The scalloped antbird is 14 to 15 cm long. Adult males of the nominate subspecies have a black crown, nape, and upper back with white edges on the rearmost feathers. Their lower back is black with ochraceous-white feather edges, a rufous rump, and a white patch between their scapulars. Their tail is rufous-brown. Their flight feathers are brown with rufous edges. Their wing coverts are black with light buff tips. Their face and throat are black. Their breast and side feather are black with wide white edges and the rest of their underparts are ochre-brown. Adult females are similar to males but with browner upperparts, a pale buff and brownish gray face, a white throat with faint gray scalloping, and a pale buff breast with black scalloping. Subspecies M. r. soror is larger and paler than the nominate.

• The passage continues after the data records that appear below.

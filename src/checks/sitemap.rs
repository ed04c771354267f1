//! XML sitemap discovery and validation
//!
//! Sitemaps come from robots.txt `Sitemap:` lines, or `/sitemap.xml` when
//! none are declared. Sitemap indexes are followed breadth-first up to
//! [`MAX_SITEMAP_FILES`] files. A missing sitemap is left to the technical
//! checker; this checker only reports on sitemaps it could read or was
//! explicitly pointed at.

use crate::checks::{AuditContext, Category, Checker, CheckerReport, Effort, Evidence, Finding, Severity};
use crate::url::normalize_url;
use async_trait::async_trait;
use std::collections::{BTreeSet, HashSet, VecDeque};
use url::Url;

const MAX_SITEMAP_FILES: usize = 10;

/// Protocol limit on URLs per sitemap file
const MAX_URLS_PER_FILE: usize = 50_000;

/// Crawled pages missing from the sitemap above this count is high severity
const MISSING_HIGH_THRESHOLD: usize = 50;

#[derive(Debug, Clone, Copy, PartialEq, Eq)]
enum SitemapKind {
    UrlSet,
    Index,
}

/// One parsed sitemap file
#[derive(Debug, Clone, PartialEq)]
struct SitemapFile {
    source: String,
    kind: SitemapKind,
    locs: Vec<String>,
    children: Vec<String>,
    /// `<priority>` and `<changefreq>` elements, ignored by Google
    deprecated_tags: usize,
    identical_lastmod: bool,
}

fn child_text<'a>(node: roxmltree::Node<'a, '_>, name: &str) -> Option<&'a str> {
    node.children()
        .find(|c| c.is_element() && c.tag_name().name() == name)
        .and_then(|c| c.text())
        .map(str::trim)
        .filter(|t| !t.is_empty())
}

fn parse_sitemap(xml: &str, source: &str) -> Result<SitemapFile, String> {
    let document = roxmltree::Document::parse(xml).map_err(|e| format!("invalid XML: {}", e))?;
    let root = document.root_element();
    let kind = match root.tag_name().name() {
        "urlset" => SitemapKind::UrlSet,
        "sitemapindex" => SitemapKind::Index,
        other => return Err(format!("unsupported root element <{}>", other)),
    };

    let entry_name = match kind {
        SitemapKind::UrlSet => "url",
        SitemapKind::Index => "sitemap",
    };
    let entries: Vec<_> = root
        .children()
        .filter(|n| n.is_element() && n.tag_name().name() == entry_name)
        .collect();

    let mut file = SitemapFile {
        source: source.to_string(),
        kind,
        locs: Vec::new(),
        children: Vec::new(),
        deprecated_tags: 0,
        identical_lastmod: false,
    };

    match kind {
        SitemapKind::Index => {
            file.children = entries
                .iter()
                .filter_map(|e| child_text(*e, "loc"))
                .map(str::to_string)
                .collect();
        }
        SitemapKind::UrlSet => {
            let mut lastmods = Vec::new();
            for entry in entries {
                let Some(loc) = child_text(entry, "loc") else {
                    continue;
                };
                file.locs.push(loc.to_string());
                if let Some(lastmod) = child_text(entry, "lastmod") {
                    lastmods.push(lastmod);
                }
                file.deprecated_tags += entry
                    .children()
                    .filter(|c| c.is_element() && matches!(c.tag_name().name(), "priority" | "changefreq"))
                    .count();
            }
            let distinct: HashSet<_> = lastmods.iter().collect();
            file.identical_lastmod = lastmods.len() > 1 && distinct.len() == 1;
        }
    }
    Ok(file)
}

fn normalized(loc: &str) -> String {
    normalize_url(loc)
        .map(|u| u.to_string())
        .unwrap_or_else(|_| loc.trim().to_string())
}

/// Sitemaps read for one audit
#[derive(Debug, Default)]
struct SitemapSet {
    files: Vec<SitemapFile>,
    /// Unreadable sitemaps that were declared or linked from an index
    errors: Vec<Evidence>,
    declared_in_robots: bool,
}

pub struct SitemapChecker;

impl SitemapChecker {
    async fn collect(&self, ctx: &AuditContext) -> SitemapSet {
        let mut set = SitemapSet::default();

        // (url, whether a failure should be reported)
        let mut queue: VecDeque<(String, bool)> = VecDeque::new();
        let declared = ctx.robots.robots.sitemaps();
        if declared.is_empty() {
            if let Some(url) = ctx.scope.site_url("/sitemap.xml") {
                queue.push_back((url.to_string(), false));
            }
        } else {
            set.declared_in_robots = true;
            queue.extend(declared.into_iter().map(|url| (url, true)));
        }

        let mut visited = HashSet::new();
        while let Some((source, required)) = queue.pop_front() {
            if set.files.len() >= MAX_SITEMAP_FILES {
                break;
            }
            if !visited.insert(source.clone()) {
                continue;
            }

            let url = match ctx.scope.start().join(&source) {
                Ok(url) if matches!(url.scheme(), "http" | "https") => url,
                _ => {
                    set.errors.push(Evidence::new(source, "unsupported sitemap URL"));
                    continue;
                }
            };

            let response = match ctx.fetcher.fetch(&url).await {
                Ok(response) if response.is_success() => response,
                Ok(response) => {
                    if required {
                        set.errors.push(Evidence::new(source, format!("HTTP {}", response.status)));
                    }
                    continue;
                }
                Err(e) => {
                    if required {
                        set.errors.push(Evidence::new(source, e.to_string()));
                    }
                    continue;
                }
            };

            match parse_sitemap(&response.text(), &source) {
                Ok(file) => {
                    match file.kind {
                        SitemapKind::Index => {
                            tracing::debug!("Read sitemap index {} ({} children)", source, file.children.len())
                        }
                        SitemapKind::UrlSet => {
                            tracing::debug!("Read sitemap {} ({} URLs)", source, file.locs.len())
                        }
                    }
                    queue.extend(file.children.iter().map(|child| (child.clone(), true)));
                    set.files.push(file);
                }
                Err(reason) => {
                    tracing::warn!("Sitemap {} rejected: {}", source, reason);
                    set.errors.push(Evidence::new(source, reason));
                }
            }
        }
        set
    }
}

#[async_trait]
impl Checker for SitemapChecker {
    fn name(&self) -> &'static str {
        "sitemap"
    }

    fn category(&self) -> Category {
        Category::Technical
    }

    fn contributes_score(&self) -> bool {
        false
    }

    async fn evaluate(&self, ctx: &AuditContext) -> CheckerReport {
        let set = self.collect(ctx).await;
        let mut findings = Vec::new();

        if !set.errors.is_empty() {
            findings.push(
                Finding::new(
                    Category::Technical,
                    Severity::Critical,
                    "Invalid sitemap XML",
                    format!("{} sitemap files could not be read or parsed.", set.errors.len()),
                )
                .impact("Search engines cannot use a broken sitemap to discover URLs.")
                .recommendation("Serve well-formed urlset or sitemapindex XML at every declared location.")
                .evidence(set.errors.clone())
                .effort(Effort::Low),
            );
        }

        let oversized: Vec<&SitemapFile> = set
            .files
            .iter()
            .filter(|f| f.locs.len() > MAX_URLS_PER_FILE)
            .collect();
        if !oversized.is_empty() {
            findings.push(
                Finding::new(
                    Category::Technical,
                    Severity::Critical,
                    "Sitemap exceeds protocol URL limit",
                    format!("{} sitemap files list more than 50,000 URLs.", oversized.len()),
                )
                .impact("URLs beyond the limit are ignored.")
                .recommendation("Split large sitemaps and reference them from a sitemap index.")
                .evidence(
                    oversized
                        .iter()
                        .map(|f| Evidence::new(f.source.clone(), format!("{} URLs", f.locs.len()))),
                )
                .effort(Effort::Medium),
            );
        }

        if set.files.is_empty() {
            return CheckerReport::findings_only(self, findings);
        }

        let listed: BTreeSet<String> = set
            .files
            .iter()
            .flat_map(|f| f.locs.iter())
            .map(|loc| normalized(loc))
            .collect();

        let insecure: Vec<&String> = listed
            .iter()
            .filter(|loc| Url::parse(loc).map(|u| u.scheme() != "https").unwrap_or(false))
            .collect();
        if !insecure.is_empty() {
            findings.push(
                Finding::new(
                    Category::Technical,
                    Severity::High,
                    "HTTP URLs found in sitemap",
                    format!("{} sitemap URLs are not HTTPS.", insecure.len()),
                )
                .impact("Search engines are pointed at insecure or redirecting URLs.")
                .recommendation("List only the canonical HTTPS version of each URL.")
                .evidence(insecure.iter().map(|loc| Evidence::new(loc.as_str(), "http scheme")))
                .effort(Effort::Low),
            );
        }

        if !set.declared_in_robots && ctx.robots.found {
            findings.push(
                Finding::new(
                    Category::Technical,
                    Severity::Medium,
                    "Sitemap not referenced in robots.txt",
                    "robots.txt does not declare the sitemap location.",
                )
                .impact("Crawlers that do not check /sitemap.xml will not find it.")
                .recommendation("Add a Sitemap: line with the absolute sitemap URL to robots.txt.")
                .evidence([Evidence::new(ctx.robots.url.clone(), "no Sitemap: directive")])
                .effort(Effort::Low),
            );
        }

        let same_lastmod: Vec<&SitemapFile> = set.files.iter().filter(|f| f.identical_lastmod).collect();
        if !same_lastmod.is_empty() {
            findings.push(
                Finding::new(
                    Category::Technical,
                    Severity::Low,
                    "Identical lastmod values detected",
                    format!(
                        "{} sitemap files use the same lastmod for every URL.",
                        same_lastmod.len()
                    ),
                )
                .impact("Search engines learn to ignore lastmod values that never vary.")
                .recommendation("Emit the real last modification date of each URL.")
                .evidence(
                    same_lastmod
                        .iter()
                        .map(|f| Evidence::new(f.source.clone(), "identical lastmod")),
                )
                .effort(Effort::Low),
            );
        }

        let deprecated: usize = set.files.iter().map(|f| f.deprecated_tags).sum();
        if deprecated > 0 {
            findings.push(
                Finding::new(
                    Category::Technical,
                    Severity::Low,
                    "Deprecated sitemap tags used",
                    format!("{} <priority>/<changefreq> elements found; Google ignores them.", deprecated),
                )
                .impact("Adds bytes without influencing crawling.")
                .recommendation("Drop priority and changefreq from generated sitemaps.")
                .evidence(
                    set.files
                        .iter()
                        .filter(|f| f.deprecated_tags > 0)
                        .map(|f| Evidence::new(f.source.clone(), format!("{} deprecated tags", f.deprecated_tags))),
                )
                .effort(Effort::Low),
            );
        }

        let missing: Vec<&str> = ctx
            .html_pages()
            .filter(|(page, signals)| !signals.is_noindex() && !listed.contains(&page.url))
            .map(|(page, _)| page.url.as_str())
            .collect();
        if !missing.is_empty() {
            let severity = if missing.len() > MISSING_HIGH_THRESHOLD {
                Severity::High
            } else {
                Severity::Medium
            };
            findings.push(
                Finding::new(
                    Category::Technical,
                    severity,
                    "Crawled pages missing from sitemap",
                    format!("{} indexable crawled URLs are not listed in any sitemap.", missing.len()),
                )
                .impact("Pages outside the sitemap are discovered later and less reliably.")
                .recommendation("Generate the sitemap from the full set of canonical, indexable URLs.")
                .evidence(missing.iter().map(|url| Evidence::new(*url, "not in sitemap")))
                .effort(Effort::Medium),
            );
        }

        CheckerReport::findings_only(self, findings)
    }
}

==Distribution and habitat==

The scalloped antbird has a disjunct distribution in southeastern Brazil. The nominate subspecies is found in southeastern Bahia, extreme eastern Minas Gerais, and Espírito Santo. Subspecies M. r. soror is found further north between Paraíba and Alagoas. The species primarily inhabits semie-humid and humid evergreen forest and mature secondary woodland. Both subspecies are essentially terrestrial, and both favor areas with vine tangles and other dense understorey vegetation. M. r. soror tends to be in moister landscapes than the nominate. In elevation the species mostly occurs below 650 m but is found up to 950 m.

==Behavior==

===Movement===

The scalloped antbird is a year-round resident throughout its range.

===Feeding===

The scalloped antbird's diet has not been detailed but is known to include insects and other arthropods. Individuals, pairs, and family groups forage almost entirely on the ground. They usually hop on the ground or onto low branches, capturing most prey by tossing aside or probing leaf litter. They also glean from low-hanging leaves by reaching and jumping. They do not join mixed-species feeding flocks and do not attend army ant swarms.

===Breeding===

The nominate subspecies of the scalloped antbird probably breeds between October and December. The breeding season of M. r. soror appears to extend to April. The species' nest is a cup made from dead leaves with a lining of thin plant fibers, placed on the ground or slightly above it in a tangle of vegetation. The clutch is two eggs that are white and heavily marked with brownish red lines. The incubation period is about 15 days and fledging occurs 12 to 14 days after hatch. Both parents incubate the eggs and provision nestlings.

===Vocalization===

The scalloped antbird's song is a "very high, sharp. almost level, rattling trill". Its call is a short, buzzy "squit".

==Status==

The IUCN originally in 1988 assessed the scalloped antbird as Threatened, then in 1994 as Vulnerable, and since 2000 as Endangered. It has a very small and fragmented range and its estimated population of between 600 and 1700 mature individuals is believed to be decreasing. "In the north-east, logging and clearance for sugarcane and pasturelands has reduced remaining forests to isolated and fragmented patches...further south, little forest remains because of conversion to plantation agriculture." The species does occur in several protected areas both private and governmental, though most of them are small and may hold only a single pair. "Continued protection of existing reserves, including more vigilant protection of the Murici Ecological Reserve (being eroded at its margins by fire, and still subjected to illegal timber removal in Jan 2000) is critical to the continued survival of this species."